Ibu, saat melahirkanku, aku tahu kau mempertaruhkan nyawa seperti seorang matador melawan gerombolan singa. Bukan hanya sekedar menundukkan kerbau liar semata.
Aku tahu itu tapi setelah dewasa aku hanya menyebutnya sebagai kodrat. Aku mulai bertingkah keparat.
Ibu, aku masih sanggup mengingat derasnya air susu menyusuri sudut mulut, mengaliri kerongkongan dan lalu menyalakan jantungku. Kau mendermakannya secara cuma-cuma. Dilengkapi senyum tulus di muka. Begitu paripurna.
Sementara pada zaman ini aku rela membayar mahal untuk sekaleng susu, namun tak mau menemui pusaramu yang termangu menungguku datang bertamu.
Ibu, dalam kelelahan yang teramat sangat sebagai seorang guru, kau mencuci baju, memasak di tungku, dan menerima dengan damai teriakan gaduhku. Sambil menjahit kelambu yang berlubang. Ini kelak menjadi kenangan yang layak dikubang.

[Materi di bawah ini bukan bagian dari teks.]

use crate::{AsValue, Result, Value};
use std::fmt::{self, Display, Formatter};

/// Options passed to [`Connection::prepare`].
///
/// Query-shaped executions prepare read-only / forward-only; the
/// insert-returning-keys shape asks the backend to expose generated keys.
#[derive(Clone, Copy, Debug, Default, PartialEq, Eq)]
pub struct PrepareOptions {
    /// Request access to backend-generated keys after an update execute.
    pub generated_keys: bool,
    /// Hint that the statement will only be read from, forward-only.
    pub read_only: bool,
}

impl PrepareOptions {
    pub const fn new() -> Self {
        Self {
            generated_keys: false,
            read_only: false,
        }
    }

    pub const fn generated_keys(mut self) -> Self {
        self.generated_keys = true;
        self
    }

    pub const fn read_only(mut self) -> Self {
        self.read_only = true;
        self
    }
}

/// Standard transaction isolation levels.
///
/// Being an enum, an invalid isolation constant is unrepresentable; the
/// validation the original JDBC-style surface performed at construction time
/// is done here by the type system.
#[derive(Clone, Copy, Debug, PartialEq, Eq)]
pub enum Isolation {
    ReadUncommitted,
    ReadCommitted,
    RepeatableRead,
    Serializable,
}

impl Display for Isolation {
    fn fmt(&self, f: &mut Formatter<'_>) -> fmt::Result {
        f.write_str(match self {
            Isolation::ReadUncommitted => "READ UNCOMMITTED",
            Isolation::ReadCommitted => "READ COMMITTED",
            Isolation::RepeatableRead => "REPEATABLE READ",
            Isolation::Serializable => "SERIALIZABLE",
        })
    }
}

/// The object-safe parameter-writing subset of [`Prepared`].
///
/// Positions are 1-based: the first `?` in the generated SQL is position 1.
pub trait ParamTarget {
    /// Write `value` as the parameter at `position`.
    fn set_value(&mut self, position: u64, value: Value) -> Result<()>;
}

/// A backend-prepared statement handle.
///
/// This is the consumed capability spigot executes through; the crate never
/// issues named parameters to it, full substitution into positional `?`
/// placeholders happens before [`Connection::prepare`].
///
/// `close` is explicit rather than Drop-only so close-time faults can be
/// aggregated onto a primary fault; implementations should still release in
/// Drop as a fallback.
pub trait Prepared: ParamTarget {
    type Cursor: Cursor;

    /// Generic execute; returns whether a result set was produced.
    fn execute(&mut self) -> Result<bool>;
    /// Update-style execute; returns the affected row count.
    fn execute_update(&mut self) -> Result<u64>;
    /// Query-style execute; returns the row cursor.
    fn execute_query(&mut self) -> Result<Self::Cursor>;
    /// Queue the currently bound parameter set as one batch item.
    fn add_batch(&mut self) -> Result<()>;
    /// Execute all queued batch items in one round trip; returns the
    /// per-item affected row counts.
    fn execute_batch(&mut self) -> Result<Vec<u64>>;
    /// Cursor over the keys generated by the latest update execute.
    /// Requires [`PrepareOptions::generated_keys`].
    fn generated_keys(&mut self) -> Result<Self::Cursor>;
    /// Release the statement.
    fn close(&mut self) -> Result<()>;
}

/// A pull-based row cursor positioned before the first row.
pub trait Cursor {
    /// Advance to the next row; false once the rows are exhausted.
    fn advance(&mut self) -> Result<bool>;
    /// Column labels, aligned by index with [`Cursor::value`].
    fn labels(&self) -> &[String];
    /// Value of the column at 0-based `index` in the current row.
    fn value(&self, index: usize) -> Result<Value>;
    /// Value of the column named `label` in the current row.
    fn value_by_label(&self, label: &str) -> Result<Value> {
        match self.labels().iter().position(|l| l == label) {
            Some(index) => self.value(index),
            None => Err(crate::Error::invalid_argument(format!(
                "no column labeled `{}`",
                label
            ))),
        }
    }
    /// Release the cursor.
    fn close(&mut self) -> Result<()>;
}

/// Typed column getters layered over [`Cursor::value`]. NULL-ness travels
/// inside [`Value`], so decoding into a non-`Option` type fails on NULL.
pub trait CursorExt: Cursor {
    fn get<T: AsValue>(&self, index: usize) -> Result<T> {
        T::try_from_value(self.value(index)?)
    }

    fn get_by_label<T: AsValue>(&self, label: &str) -> Result<T> {
        T::try_from_value(self.value_by_label(label)?)
    }
}

impl<C: Cursor + ?Sized> CursorExt for C {}

/// A database connection capability.
///
/// This is the sole boundary between spigot and the backing database: spigot
/// hands over standard positional-placeholder SQL text and otherwise only
/// drives the autocommit / isolation / commit / rollback surface from the
/// transaction wrapper. Timeouts, retries and fault classification are the
/// backend's business and pass through untouched.
pub trait Connection {
    type Prepared: Prepared;

    fn prepare(&mut self, sql: &str, options: PrepareOptions) -> Result<Self::Prepared>;
    fn auto_commit(&mut self) -> Result<bool>;
    fn set_auto_commit(&mut self, enabled: bool) -> Result<()>;
    fn isolation(&mut self) -> Result<Isolation>;
    fn set_isolation(&mut self, level: Isolation) -> Result<()>;
    fn commit(&mut self) -> Result<()>;
    fn rollback(&mut self) -> Result<()>;
    fn close(&mut self) -> Result<()>;
}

Sedangkan aku. Tak ingat lagi apakah makammu sangat berdebu. Kembang yang bertahun layu. Rumput-rumput yang lupa disiangi. Juga rinduku padamu yang sama sekali tak pernah rapi.
Ibu, kau mudah sekali memaafkan. Walau banyak laknat yang aku lakukan.
Dan aku, mudah sekali melupakan. Kalau kau pun masih merindukan. Doa-doa seorang anak dilantunkan.